His pilgrimage to Mecca was like something never seen before.
Mansa Musa embarked on a 4000-mile journey to Mecca with a caravan that stretched as far as the eye can see. The number varies across different sources, with some reporting 60,000-strong caravan consisting of attendants, camels and slaves. His caravan men were all wearing expensive brocade and Persian silk. They each carried with them gold staffs, had there own organised horses and handled bags. His slaves also carried gold with them. Mansa Musa provided all necessities feeding his entire company including the animals. Ibn Khaldun later interviewed one of the emperors travelling companions. The man claimed that the emperor would entertain them with rare foods and confectionery.
A Charitable King
Not only would he spend his wealth on his caravan and it’s attendants but he would also give away his gold to any poor person he would meet on his route to Mecca. It was said that he gave so much gold away and spent so much of his gold in Cairo in particular, the city underwent mass inflation which destabilised the economy and took years to recover. Tales of his wealth spread to Europe. Everywhere he went he would build mosques and universities so much so that It was said that he would build a mosque every Friday.

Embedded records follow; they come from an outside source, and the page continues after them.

use serde::{Deserialize, Serialize};

use super::{Color, StrokeStyle, ToolBounds, ToolPoint};

const HEAD_SIZE_PER_STROKE: f64 = 4.0;
const HEAD_MIN_SIZE: f64 = 8.0;

/// Triangular head of a finalized arrow, rotated to the line heading.
#[derive(Debug, Clone, Copy, PartialEq, Serialize, Deserialize)]
#[serde(rename_all = "camelCase")]
pub struct ArrowHead {
    pub tip: ToolPoint,
    pub angle_degrees: f64,
    pub size: f64,
    pub fill: Color,
    pub stroke: Color,
}

impl ArrowHead {
    pub fn for_line(start: ToolPoint, end: ToolPoint, style: StrokeStyle) -> Self {
        Self {
            tip: end,
            angle_degrees: heading_degrees(start, end),
            size: head_size_for_stroke(style.width),
            fill: style.color,
            stroke: style.color,
        }
    }

    /// Tip, left and right corners in canvas coordinates.
    pub fn vertices(&self) -> [(f64, f64); 3] {
        let angle = self.angle_degrees.to_radians();
        let (ux, uy) = (angle.cos(), angle.sin());
        let (px, py) = (-uy, ux);
        let tip_x = f64::from(self.tip.x);
        let tip_y = f64::from(self.tip.y);
        let base_x = tip_x - ux * self.size;
        let base_y = tip_y - uy * self.size;
        let half = self.size / 2.0;
        [
            (tip_x, tip_y),
            (base_x + px * half, base_y + py * half),
            (base_x - px * half, base_y - py * half),
        ]
    }
}

/// Line plus head, selected and restyled as a single unit. A pending arrow
/// (still being dragged) has no head yet.
#[derive(Debug, Clone, Copy, PartialEq, Serialize, Deserialize)]
pub struct ArrowElement {
    pub id: u64,
    pub start: ToolPoint,
    pub end: ToolPoint,
    pub style: StrokeStyle,
    pub head: Option<ArrowHead>,
    #[serde(skip)]
    pub interactive: bool,
}

impl ArrowElement {
    pub fn pending(id: u64, anchor: ToolPoint, style: StrokeStyle) -> Self {
        Self {
            id,
            start: anchor,
            end: anchor,
            style,
            head: None,
            interactive: false,
        }
    }

    pub fn finalized(id: u64, start: ToolPoint, end: ToolPoint, style: StrokeStyle) -> Self {
        Self {
            id,
            start,
            end,
            style,
            head: Some(ArrowHead::for_line(start, end, style)),
            interactive: false,
        }
    }

    pub const fn is_pending(&self) -> bool {
        self.head.is_none()
    }

    pub fn is_degenerate(&self) -> bool {
        self.start == self.end
    }

    /// Restyles line and head together.
    pub fn set_style(&mut self, style: StrokeStyle) {
        self.style = style;
        if let Some(head) = self.head.as_mut() {
            head.fill = style.color;
            head.stroke = style.color;
            head.size = head_size_for_stroke(style.width);
        }
    }

    pub fn translate(&mut self, delta_x: i32, delta_y: i32) {
        self.start = self.start.offset(delta_x, delta_y);
        self.end = self.end.offset(delta_x, delta_y);
        if let Some(head) = self.head.as_mut() {
            head.tip = head.tip.offset(delta_x, delta_y);
        }
    }

    pub fn bounds(&self) -> ToolBounds {
        let line = ToolBounds::from_corners(self.start, self.end);
        let Some(head) = self.head else {
            return line;
        };
        let vertices = head.vertices();
        let min_x = vertices.iter().map(|v| v.0).fold(f64::from(line.x), f64::min);
        let min_y = vertices.iter().map(|v| v.1).fold(f64::from(line.y), f64::min);
        let max_x = vertices.iter().map(|v| v.0).fold(line.right() as f64, f64::max);
        let max_y = vertices.iter().map(|v| v.1).fold(line.bottom() as f64, f64::max);
        ToolBounds::from_corners(
            ToolPoint::new(min_x.floor() as i32, min_y.floor() as i32),
            ToolPoint::new(max_x.ceil() as i32, max_y.ceil() as i32),
        )
    }
}

pub fn heading_degrees(start: ToolPoint, end: ToolPoint) -> f64 {
    let dx = f64::from(end.x) - f64::from(start.x);
    let dy = f64::from(end.y) - f64::from(start.y);
    dy.atan2(dx).to_degrees()
}

fn head_size_for_stroke(width: u8) -> f64 {
    (f64::from(width.max(1)) * HEAD_SIZE_PER_STROKE).max(HEAD_MIN_SIZE)
}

He finally came back to his home country after a year with scholars and architects to build mosques and universities to spread the knowledge of Islam across his kingdom. He urbanised cities such as Timbuktu and built a legendary mosque called Djinguereber Mosque which still stands till this day. After his 25 years in power, Mansa Musa died in 1337 leaving behind a legacy that was legendary and put Mali on the world map. It also helps to erase any stereotypes that there were no successful African kingdoms and that civilisation stemmed from foreign invaders or traders.